#### Material for this task

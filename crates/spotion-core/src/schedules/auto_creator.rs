// Copyright (c) 2025 SOLARE S.R.O.
//
// This file is part of SpotION.
//
// Licensed under the Creative Commons Attribution-NonCommercial-NoDerivatives 4.0 International
// (CC BY-NC-ND 4.0). You may use and share this file for non-commercial purposes only and you may not
// create derivatives. See <https://creativecommons.org/licenses/by-nc-nd/4.0/>.
//
// This software is provided "AS IS", without warranty of any kind.
//
// For commercial licensing, please contact: info@solare.cz

//! Daily price-driven schedule planning

use bevy_ecs::prelude::*;
use chrono::{NaiveDate, NaiveTime};
use serde::{Deserialize, Serialize};
use spotion_types::{DayPrices, PERIODS_PER_DAY};
use tracing::{error, info, warn};

use super::{DailyTrigger, SettingsError};
use crate::optimizer::{RunWindowParams, plan_two_day_schedule};
use crate::persist::StateStore;
use crate::resources::AutoPlanSetup;

/// Window sizes the planner accepts, in periods
pub const ALLOWED_WINDOW_SIZES: [usize; 4] = [24, 32, 48, 96];

/// Persisted snapshot of an auto schedule creator
#[derive(Debug, Clone, Serialize, Deserialize)]
pub struct AutoCreatorState {
    pub window_size: usize,
    pub max_total_cost: f32,
    pub max_slots: usize,
    pub min_slots: usize,
    pub calc_hour: u32,
    pub calc_minute: u32,
    pub enabled: bool,
    pub horizon_periods: usize,
}

/// Once-a-day planner that rebuilds a periodic schedule from prices
///
/// Lives on the same entity as the [`super::PeriodicSchedule`] it
/// plans for.
#[derive(Component)]
pub struct AutoScheduleCreator {
    state_name: String,
    params: RunWindowParams,
    calc_hour: u32,
    calc_minute: u32,
    enabled: bool,
    horizon_periods: usize,
    trigger: DailyTrigger,
}

impl AutoScheduleCreator {
    /// Planner with default tuning, disabled, for the named schedule
    pub fn new(schedule_name: &str) -> Self {
        Self {
            state_name: format!("{schedule_name}_auto"),
            params: RunWindowParams::default(),
            calc_hour: 16,
            calc_minute: 50,
            enabled: false,
            horizon_periods: PERIODS_PER_DAY,
            trigger: DailyTrigger::new(NaiveTime::default()),
        }
    }

    /// Build a planner from configuration, letting saved state win over
    /// the configured values after a restart
    pub fn from_setup(
        schedule_name: &str,
        setup: &AutoPlanSetup,
        store: &StateStore,
        today: NaiveDate,
        now: NaiveTime,
    ) -> Self {
        let mut creator = Self::new(schedule_name);
        creator.params = RunWindowParams {
            window_size: setup.window_size,
            max_total_cost: setup.max_total_cost,
            max_slots: setup.max_slots,
            min_slots: setup.min_slots,
        };
        creator.calc_hour = setup.calc_hour.min(23);
        creator.calc_minute = setup.calc_minute.min(59);
        creator.enabled = setup.enabled;

        if let Some(state) = store.load::<AutoCreatorState>(&creator.state_name) {
            creator.params = RunWindowParams {
                window_size: state.window_size,
                max_total_cost: state.max_total_cost,
                max_slots: state.max_slots,
                min_slots: state.min_slots,
            };
            creator.calc_hour = state.calc_hour;
            creator.calc_minute = state.calc_minute;
            creator.enabled = state.enabled;
            creator.horizon_periods = state.horizon_periods;
        }
        if creator.enabled {
            creator.arm(today, now);
        }
        creator
    }

    pub fn is_enabled(&self) -> bool {
        self.enabled
    }

    pub fn params(&self) -> &RunWindowParams {
        &self.params
    }

    fn calc_time(&self) -> NaiveTime {
        NaiveTime::from_hms_opt(self.calc_hour, self.calc_minute, 0).unwrap_or_default()
    }

    fn arm(&mut self, today: NaiveDate, now: NaiveTime) {
        self.snap_window_size();
        self.trigger.set_time(self.calc_time(), today, now);
    }

    /// Snap the window size to the closest allowed value
    fn snap_window_size(&mut self) {
        let current = self.params.window_size;
        if ALLOWED_WINDOW_SIZES.contains(&current) {
            return;
        }
        let mut closest = ALLOWED_WINDOW_SIZES[0];
        for allowed in ALLOWED_WINDOW_SIZES {
            if allowed.abs_diff(current) < closest.abs_diff(current) {
                closest = allowed;
            }
        }
        warn!(
            "⚠️ Window size {} is not allowed, using {}",
            current, closest
        );
        self.params.window_size = closest;
    }

    /// Replace the planning parameters
    ///
    /// The whole set is validated up front; any bad value rejects the
    /// call and keeps everything as it was.
    pub fn set_parameters(
        &mut self,
        store: &StateStore,
        today: NaiveDate,
        now: NaiveTime,
        params: RunWindowParams,
        calc_hour: u32,
        calc_minute: u32,
    ) -> Result<(), SettingsError> {
        if params.window_size == 0 {
            return Err(SettingsError::InvalidWindowSize(params.window_size));
        }
        if !params.max_total_cost.is_finite() || params.max_total_cost < 0.0 {
            return Err(SettingsError::InvalidCostCeiling(params.max_total_cost));
        }
        if params.min_slots > params.max_slots {
            return Err(SettingsError::InvalidRunBounds {
                min: params.min_slots,
                max: params.max_slots,
            });
        }
        if calc_hour > 23 {
            return Err(SettingsError::InvalidHour(calc_hour));
        }
        if calc_minute > 59 {
            return Err(SettingsError::InvalidMinute(calc_minute));
        }

        self.params = params;
        self.calc_hour = calc_hour;
        self.calc_minute = calc_minute;
        if self.enabled {
            self.arm(today, now);
        }
        self.persist(store);
        Ok(())
    }

    /// Turn daily planning on or off
    pub fn set_enabled(&mut self, store: &StateStore, today: NaiveDate, now: NaiveTime, on: bool) {
        self.enabled = on;
        if on {
            self.arm(today, now);
            info!(
                "🤖 Daily planning armed for {:02}:{:02}",
                self.calc_hour, self.calc_minute
            );
        }
        self.persist(store);
    }

    /// True once per day at the calculation time, while enabled
    pub fn due(&mut self, today: NaiveDate, now: NaiveTime) -> bool {
        self.enabled && self.trigger.should_fire(today, now)
    }

    /// Run the optimizer over the cached price tables
    pub fn plan(
        &self,
        today_prices: &DayPrices,
        tomorrow_prices: &DayPrices,
        now: NaiveTime,
    ) -> (Vec<bool>, Vec<bool>) {
        plan_two_day_schedule(
            today_prices,
            tomorrow_prices,
            &self.params,
            now,
            self.horizon_periods,
        )
    }

    fn persist(&self, store: &StateStore) {
        let state = AutoCreatorState {
            window_size: self.params.window_size,
            max_total_cost: self.params.max_total_cost,
            max_slots: self.params.max_slots,
            min_slots: self.params.min_slots,
            calc_hour: self.calc_hour,
            calc_minute: self.calc_minute,
            enabled: self.enabled,
            horizon_periods: self.horizon_periods,
        };
        if let Err(e) = store.save(&self.state_name, &state) {
            error!("❌ Failed to save planner state {}: {:#}", self.state_name, e);
        }
    }
}
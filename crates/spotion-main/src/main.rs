// Copyright (c) 2025 SOLARE S.R.O.
//
// This file is part of SpotION.
//
// Licensed under the Creative Commons Attribution-NonCommercial-NoDerivatives 4.0 International
// (CC BY-NC-ND 4.0). You may use and share this file for non-commercial purposes only and you may not
// create derivatives. See <https://creativecommons.org/licenses/by-nc-nd/4.0/>.
//
// This software is provided "AS IS", without warranty of any kind.
//
// For commercial licensing, please contact: info@solare.cz

mod config;

use anyhow::{Context, Result};
use bevy_app::{ScheduleRunnerPlugin, TaskPoolPlugin, prelude::*};
use chrono::NaiveTime;
use std::{fs, sync::Arc, time::Duration};
use tracing::{info, warn};
use tracing_subscriber::FmtSubscriber;

use spotion_adapters::{HttpPriceProvider, LoggingDeviceSink};
use spotion_core::{
    DeviceSinkRegistry, PriceProviderResource, PriceStore, PriceStoreResource, PriceSync,
    SpotionCorePlugin, StateStore, StateStoreResource, storage::FsPriceStorage,
    traits::PriceProvider,
};

const VERSION: &str = env!("CARGO_PKG_VERSION");

fn main() -> Result<()> {
    // Handle command line arguments
    let args: Vec<String> = std::env::args().collect();
    if args.len() > 1 {
        match args[1].as_str() {
            "--help" | "-h" => {
                println!("SpotION - Price-Aware Appliance Scheduling");
                println!("Version: {VERSION}");
                println!();
                println!("Usage: spotion [OPTIONS]");
                println!();
                println!("Options:");
                println!("  -h, --help    Print this help message");
                println!("  -v, --version Print version");
                return Ok(());
            }
            "--version" | "-v" => {
                println!("{VERSION}");
                return Ok(());
            }
            _ => {
                // Continue to normal execution for other args or no args
            }
        }
    }

    // Create tokio runtime for async HTTP operations
    let runtime = tokio::runtime::Builder::new_multi_thread()
        .enable_all()
        .build()
        .expect("Failed to create tokio runtime");

    // Run Bevy app in a blocking task so tokio can keep running async tasks
    runtime.block_on(async {
        tokio::task::spawn_blocking(initialize_and_run)
            .await
            .expect("Bevy task panicked")
    })
}

fn initialize_and_run() -> Result<()> {
    // Initialize tracing with env filter support
    // Respects RUST_LOG environment variable
    let subscriber = FmtSubscriber::builder()
        .with_env_filter(
            tracing_subscriber::EnvFilter::try_from_default_env()
                .unwrap_or_else(|_| tracing_subscriber::EnvFilter::new("info")),
        )
        .finish();

    tracing::subscriber::set_global_default(subscriber).expect("setting default subscriber failed");

    // Load configuration
    let config = config::AppConfig::load()?;

    info!("🚀 Starting SpotION - Price-Aware Appliance Scheduling");
    info!("📋 Configuration Summary:");
    info!("   Price endpoint: {}", config.provider.endpoint);
    info!("   Price cache: {}", config.storage.price_dir);
    info!("   State files: {}", config.storage.state_dir);
    info!("   Poll interval: {}s", config.sync.poll_interval_secs);
    info!(
        "   Publish cutoff: {:02}:{:02}, fetch spacing {}s",
        config.sync.publish_hour, config.sync.publish_minute, config.sync.fetch_spacing_secs
    );
    info!(
        "   Periodic schedules: {}",
        config.schedules.periodic.len()
    );
    for schedule in &config.schedules.periodic {
        info!(
            "     - {} ({} devices, auto plan: {})",
            schedule.name,
            schedule.devices.len(),
            schedule
                .auto_plan
                .as_ref()
                .map(|plan| if plan.enabled { "on" } else { "off" })
                .unwrap_or("none")
        );
    }
    info!("   Fixed schedules: {}", config.schedules.fixed.len());
    for schedule in &config.schedules.fixed {
        info!(
            "     - {} at {:02}:{:02} for {}min ({} devices, enabled: {})",
            schedule.name,
            schedule.hour_on,
            schedule.minute_on,
            schedule.duration_minutes,
            schedule.devices.len(),
            schedule.enabled
        );
    }

    // Price files land here, the storage backend expects the directory to exist
    fs::create_dir_all(&config.storage.price_dir).with_context(|| {
        format!(
            "Failed to create price directory: {}",
            config.storage.price_dir
        )
    })?;

    let price_store = PriceStore::new(Arc::new(FsPriceStorage::new(&config.storage.price_dir)));
    let state_store = StateStore::new(&config.storage.state_dir);

    // Create the day-ahead price provider
    let provider: Arc<dyn PriceProvider> = Arc::new(HttpPriceProvider::with_timeout(
        &config.provider.endpoint,
        Duration::from_secs(config.provider.timeout_secs),
    )?);
    info!("💰 Price provider: {}", provider.name());

    // Register a sink per configured device
    let mut sinks = DeviceSinkRegistry::default();
    for name in config.device_names() {
        info!("🔌 Registering device sink: {}", name);
        sinks.insert(Arc::new(LoggingDeviceSink::new(name)));
    }
    if sinks.is_empty() {
        warn!("⚠️ No devices configured, schedules will compute but drive nothing");
    }

    let publish_time =
        NaiveTime::from_hms_opt(config.sync.publish_hour, config.sync.publish_minute, 0)
            .context("Invalid publish time")?;
    let price_sync = PriceSync::new(
        Duration::from_secs(config.sync.fetch_spacing_secs),
        publish_time,
    );

    // Convert AppConfig to SchedulerConfig for ECS
    let scheduler_config = spotion_core::SchedulerConfig::from(config.clone());

    // Create Bevy app with full configuration
    info!("🎮 Starting ECS application...");

    let mut app = App::new();
    app
        // Add TaskPoolPlugin to initialize async task pools
        .add_plugins(TaskPoolPlugin::default())
        // Add ScheduleRunnerPlugin for headless operation
        .add_plugins(ScheduleRunnerPlugin::run_loop(Duration::from_millis(
            config.system.tick_interval_ms,
        )))
        .add_plugins(SpotionCorePlugin)
        .insert_resource(scheduler_config)
        .insert_resource(price_sync)
        .insert_resource(PriceStoreResource(price_store))
        .insert_resource(StateStoreResource(state_store))
        .insert_resource(PriceProviderResource(provider))
        .insert_resource(sinks);

    info!("✅ Starting main loop...");

    // Run the app with Bevy's built-in runner
    // This properly handles all schedules (Startup, Update, etc.)
    app.run();

    Ok(())
}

########

• What you will do
Bring together all lines of the entries above in which the string "current" occurs.

• Solution to this task
        let current = self.params.window_size;
        if ALLOWED_WINDOW_SIZES.contains(&current) {
            if allowed.abs_diff(current) < closest.abs_diff(current) {
            current, closest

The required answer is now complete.